Conclusion: ‘Non-specific’ perforations account for majority of SBP. However, these should preferably be managed like enteric as diagnostic yield of various tests for enteric fever is low. Hyperlactemia in presence of hyperkalaemia and hyperventilation reliably predicts prognosis in patients with peritonitis secondary to SBP.
Keywords: Small bowel; Perforation; Enteric; Hyperlactemia
Introduction
Intestinal perforation is one of the common emergencies encountered by surgeons world over. There is regional bias in the frequency and incidence of intestinal perforations, with small bowel perforations (SBP) being encountered more frequently in the developing countries, and colonic perforations in the developed nations [1]. The etiological spectrum of non-traumatic SBP in the developing world is also different from the western world. Ileal perforation secondary to enteric fever or tuberculosis is common in developing countries whereas in western countries causes include malignancy, trauma, radiation enteritis, adhesions, ischemic enteritis, systemic lupus erythematosus (SLE), Crohn’s disease and very rarely, intestinal tuberculosis [1,2]. In developing countries like India, enteric fever being endemic is considered as the leading cause of SBP. But there are studies found that large number of these perforations are in fact ‘non-specific’ in nature which occur secondary to sub-mucus vascular embolism, chronic ischemia due to atheromatous vascular disease or arteritis, or drugs such as enteric coated potassium tablets [3,4]. Tuberculosis of small bowel is another common cause of small bowel perforation. Most common site of tubercular perforation is ileum (50 – 80 %), which is usually seen proximal to stricture site. Other causes rare include diverticular perforation, perforation secondary to hernia or foreign body ingestion [1,5].

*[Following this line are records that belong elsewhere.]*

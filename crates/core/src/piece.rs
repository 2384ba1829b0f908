//! Piece module - the active piece and its lock-delay state machine
//!
//! A piece moves through three phases:
//!
//! - **Falling**: gravity advances normally
//! - **Locking**: a downward move just failed; the lock timer keeps running
//! - **Locked**: terminal; the session commits it, clears lines and spawns the next piece
//!
//! Every move and rotation is validated against the [`Grid`] before it is
//! applied, so a live piece never overlaps the stack or leaves the board. The
//! piece itself never writes to the grid except in [`ActivePiece::lock`].

use serde::{Deserialize, Serialize};
use thiserror::Error;

use crate::grid::Grid;
use crate::rotation::{next_rotation, RotationSystem};
use crate::types::{MoveDirection, Offsets, PieceKind, Pos, RotationDirection, PIECE_CELLS};

/// Lock-delay phase of the active piece
#[derive(Debug, Clone, Copy, PartialEq, Eq, Hash, Serialize, Deserialize)]
pub enum PiecePhase {
    Falling,
    Locking,
    Locked,
}

/// A freshly spawned piece collides at its spawn anchor (game over)
#[derive(Debug, Clone, Copy, PartialEq, Eq, Error)]
#[error("{kind:?} is blocked at spawn anchor ({}, {})", .anchor.x, .anchor.y)]
pub struct SpawnBlocked {
    pub kind: PieceKind,
    pub anchor: Pos,
}

/// Result of committing a locked piece
#[derive(Debug, Clone, Copy, PartialEq, Eq, Serialize, Deserialize)]
pub struct LockEvent {
    pub kind: PieceKind,
    /// Absolute cells the piece occupied when it locked
    pub cells: [Pos; PIECE_CELLS],
    pub lines_cleared: usize,
}

/// Active falling piece
#[derive(Debug, Clone, Copy, PartialEq, Eq, Hash)]
pub struct ActivePiece {
    kind: PieceKind,
    offsets: Offsets,
    anchor: Pos,
    rotation: u8,
    /// Time since the last gravity step
    step_elapsed_ms: u32,
    /// Time since the last successful downward move
    lock_elapsed_ms: u32,
    phase: PiecePhase,
}

impl ActivePiece {
    /// Spawn `kind` in rotation 0 at `anchor`
    ///
    /// Fails with [`SpawnBlocked`] when the rotation-0 footprint is out of
    /// bounds or overlaps the stack. Nothing is written to the grid.
    pub fn spawn(
        kind: PieceKind,
        anchor: Pos,
        rotation: &RotationSystem,
        grid: &Grid,
    ) -> Result<Self, SpawnBlocked> {
        let offsets = rotation.spawn_offsets(kind);
        if !grid.is_valid(&offsets, anchor) {
            return Err(SpawnBlocked { kind, anchor });
        }

        Ok(Self {
            kind,
            offsets,
            anchor,
            rotation: 0,
            step_elapsed_ms: 0,
            lock_elapsed_ms: 0,
            phase: PiecePhase::Falling,
        })
    }

    pub fn kind(&self) -> PieceKind {
        self.kind
    }

    pub fn offsets(&self) -> Offsets {
        self.offsets
    }

    pub fn anchor(&self) -> Pos {
        self.anchor
    }

    pub fn rotation(&self) -> u8 {
        self.rotation
    }

    pub fn phase(&self) -> PiecePhase {
        self.phase
    }

    pub fn is_locked(&self) -> bool {
        self.phase == PiecePhase::Locked
    }

    pub fn lock_elapsed_ms(&self) -> u32 {
        self.lock_elapsed_ms
    }

    pub fn step_elapsed_ms(&self) -> u32 {
        self.step_elapsed_ms
    }

    /// Absolute cells of the piece
    pub fn cells(&self) -> [Pos; PIECE_CELLS] {
        self.offsets.map(|offset| offset + self.anchor)
    }

    /// Move one cell in `direction`
    ///
    /// A successful downward move restarts the lock timer and returns the
    /// piece to `Falling`; a failed one puts it in `Locking`.
    pub fn try_move(&mut self, direction: MoveDirection, grid: &Grid) -> bool {
        if self.is_locked() {
            return false;
        }

        let candidate = self.anchor + direction.offset();
        if !grid.is_valid(&self.offsets, candidate) {
            if direction == MoveDirection::Down {
                self.phase = PiecePhase::Locking;
            }
            return false;
        }

        self.anchor = candidate;
        if direction == MoveDirection::Down {
            self.lock_elapsed_ms = 0;
            self.phase = PiecePhase::Falling;
        }
        true
    }

    /// Gravity step: move down, locking if the piece has rested long enough
    pub fn step(&mut self, grid: &Grid, lock_delay_ms: u32) -> bool {
        let moved = self.try_move(MoveDirection::Down, grid);
        if !moved && self.lock_elapsed_ms >= lock_delay_ms {
            self.phase = PiecePhase::Locked;
        }
        moved
    }

    /// Drop to the lowest valid row and lock immediately
    ///
    /// Returns the number of rows dropped; bounded by the board height.
    pub fn hard_drop(&mut self, grid: &Grid) -> u32 {
        if self.is_locked() {
            return 0;
        }

        let mut rows = 0;
        while self.try_move(MoveDirection::Down, grid) {
            rows += 1;
        }
        self.phase = PiecePhase::Locked;
        rows
    }

    /// Turn one quarter in `direction`, trying wall kicks in order
    ///
    /// The turn is computed from the unchanged anchor; the first kick
    /// translation that yields a valid footprint wins. When none does, the
    /// piece is left exactly as it was.
    pub fn rotate(
        &mut self,
        direction: RotationDirection,
        rotation: &RotationSystem,
        grid: &Grid,
    ) -> bool {
        if self.is_locked() {
            return false;
        }

        let target = next_rotation(self.rotation, direction);
        let offsets = rotation.rotate(self.kind, &self.offsets, direction);

        let kicked = rotation
            .kicks(self.kind, target, direction)
            .iter()
            .map(|&kick| self.anchor + kick)
            .find(|&anchor| grid.is_valid(&offsets, anchor));

        match kicked {
            Some(anchor) => {
                self.rotation = target;
                self.offsets = offsets;
                self.anchor = anchor;
                true
            }
            None => false,
        }
    }

    /// Advance both timers by one frame and run gravity when it is due
    ///
    /// Returns true if a gravity step moved the piece.
    pub fn advance(
        &mut self,
        elapsed_ms: u32,
        step_interval_ms: u32,
        lock_delay_ms: u32,
        grid: &Grid,
    ) -> bool {
        if self.is_locked() {
            return false;
        }

        self.lock_elapsed_ms = self.lock_elapsed_ms.saturating_add(elapsed_ms);
        self.step_elapsed_ms = self.step_elapsed_ms.saturating_add(elapsed_ms);

        if self.step_elapsed_ms < step_interval_ms {
            return false;
        }
        self.step_elapsed_ms = 0;
        self.step(grid, lock_delay_ms)
    }

    /// Commit the piece to the grid and sweep full lines
    ///
    /// Consumes the piece; the caller spawns its replacement.
    pub fn lock(self, grid: &mut Grid) -> LockEvent {
        grid.commit(&self.offsets, self.anchor, self.kind);
        let lines_cleared = grid.clear_full_lines();
        LockEvent {
            kind: self.kind,
            cells: self.cells(),
            lines_cleared,
        }
    }
}

#[cfg(test)]
mod tests {
    use super::*;
    use crate::config::GameConfig;

    fn setup() -> (RotationSystem, Grid) {
        let config = GameConfig::default();
        let rotation = RotationSystem::from_config(&config).unwrap();
        (rotation, Grid::new(10, 20))
    }

    #[test]
    fn test_spawn_resets_state() {
        let (rs, grid) = setup();
        let piece = ActivePiece::spawn(PieceKind::T, Pos::new(-1, 8), &rs, &grid).unwrap();
        assert_eq!(piece.rotation(), 0);
        assert_eq!(piece.offsets(), rs.spawn_offsets(PieceKind::T));
        assert_eq!(piece.step_elapsed_ms(), 0);
        assert_eq!(piece.lock_elapsed_ms(), 0);
        assert_eq!(piece.phase(), PiecePhase::Falling);
    }

    #[test]
    fn test_failed_down_enters_locking_and_success_returns_to_falling() {
        let (rs, grid) = setup();
        let mut piece = ActivePiece::spawn(PieceKind::O, Pos::new(0, -10), &rs, &grid).unwrap();
        assert!(!piece.try_move(MoveDirection::Down, &grid));
        assert_eq!(piece.phase(), PiecePhase::Locking);

        let mut piece = ActivePiece::spawn(PieceKind::O, Pos::new(0, 0), &rs, &grid).unwrap();
        piece.phase = PiecePhase::Locking;
        piece.lock_elapsed_ms = 300;
        assert!(piece.try_move(MoveDirection::Down, &grid));
        assert_eq!(piece.phase(), PiecePhase::Falling);
        assert_eq!(piece.lock_elapsed_ms(), 0);
    }

    #[test]
    fn test_lateral_move_keeps_lock_timer() {
        let (rs, grid) = setup();
        let mut piece = ActivePiece::spawn(PieceKind::T, Pos::new(0, 0), &rs, &grid).unwrap();
        piece.lock_elapsed_ms = 120;
        assert!(piece.try_move(MoveDirection::Left, &grid));
        assert_eq!(piece.lock_elapsed_ms(), 120);
    }

    #[test]
    fn test_step_locks_only_after_delay() {
        let (rs, grid) = setup();
        let mut piece = ActivePiece::spawn(PieceKind::O, Pos::new(0, -10), &rs, &grid).unwrap();

        piece.lock_elapsed_ms = 499;
        assert!(!piece.step(&grid, 500));
        assert_eq!(piece.phase(), PiecePhase::Locking);

        piece.lock_elapsed_ms = 500;
        assert!(!piece.step(&grid, 500));
        assert_eq!(piece.phase(), PiecePhase::Locked);
    }

    #[test]
    fn test_advance_runs_gravity_when_due() {
        let (rs, grid) = setup();
        let mut piece = ActivePiece::spawn(PieceKind::T, Pos::new(0, 5), &rs, &grid).unwrap();

        assert!(!piece.advance(999, 1000, 500, &grid));
        assert_eq!(piece.anchor(), Pos::new(0, 5));

        assert!(piece.advance(1, 1000, 500, &grid));
        assert_eq!(piece.anchor(), Pos::new(0, 4));
        assert_eq!(piece.step_elapsed_ms(), 0);
        assert_eq!(piece.lock_elapsed_ms(), 0);
    }

    #[test]
    fn test_locked_piece_ignores_commands() {
        let (rs, grid) = setup();
        let mut piece = ActivePiece::spawn(PieceKind::T, Pos::new(0, 0), &rs, &grid).unwrap();
        piece.hard_drop(&grid);
        let frozen = piece;

        assert!(!piece.try_move(MoveDirection::Left, &grid));
        assert!(!piece.rotate(RotationDirection::Cw, &rs, &grid));
        assert_eq!(piece.hard_drop(&grid), 0);
        assert_eq!(piece, frozen);
    }

    #[test]
    fn test_rotation_uses_kick_when_blocked_by_wall() {
        let (rs, grid) = setup();
        // Vertical bar hugging the left wall; turning flat needs a kick.
        let mut piece = ActivePiece::spawn(PieceKind::I, Pos::new(0, 0), &rs, &grid).unwrap();
        assert!(piece.rotate(RotationDirection::Cw, &rs, &grid));
        while piece.try_move(MoveDirection::Left, &grid) {}
        let before = piece;

        assert!(piece.rotate(RotationDirection::Cw, &rs, &grid));
        assert_ne!(piece.anchor(), before.anchor());
        assert_eq!(piece.rotation(), 2);
        assert!(grid.is_valid(&piece.offsets(), piece.anchor()));
    }

    #[test]
    fn test_lock_commits_and_reports_cells() {
        let (rs, mut grid) = setup();
        let mut piece = ActivePiece::spawn(PieceKind::O, Pos::new(2, 3), &rs, &grid).unwrap();
        piece.hard_drop(&grid);
        let event = piece.lock(&mut grid);

        assert_eq!(event.kind, PieceKind::O);
        assert_eq!(event.lines_cleared, 0);
        for cell in event.cells {
            assert_eq!(grid.get(cell), Some(Some(PieceKind::O)));
        }
    }
}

Despite advances in management strategies, the morbidity and mortality associated with small bowel perforation is significantly high. Morbidity rate varies between 50-80% and mortality is quoted to be as high as 40% [6,7]. The prognosis and outcome in these patients depend on the complex interaction of various factors i.e., patient related, disease related, and intervention related. Early risk assessment of these patients by accurate and reliable methods can improve clinical outcome and reduce treatment costs. Limited studies are available in the English literature which have evaluated the role various risk factors and scoring systems in peritonitis secondary to SBP. The present study was therefore, designed to know the latest trend in aetiology of SBP and to identify risk factors that can accurately predict disease severity.
Methodology
After institutional ethical committee approval, this prospective observational study was conducted on 100 patients of SBP admitted to tertiary health care institute of North India from November 2018 to August 2020. The sample size was calculated based on 5% level of significance and 90% power with an alpha error of 0.05 taking into consideration sensitivity of MPI as 92%. All adult patients (>18 years) who consented to participate and operated for SBP were only included. Patients with SBP secondary to trauma and patients who had pre-existing condition that can alter CRP levels like rheumatoid arthritis, inflammatory bowel disease or lupus were excluded. Patient particulars, symptoms and clinical features on admission, pre-operative investigations, operative findings, and post-operative course was recorded. Based on preoperative investigations and operative findings, Mannheim Peritonitis Index (MPI) was calculated and MPI of > 26 was taken as indicator of severe disease [8].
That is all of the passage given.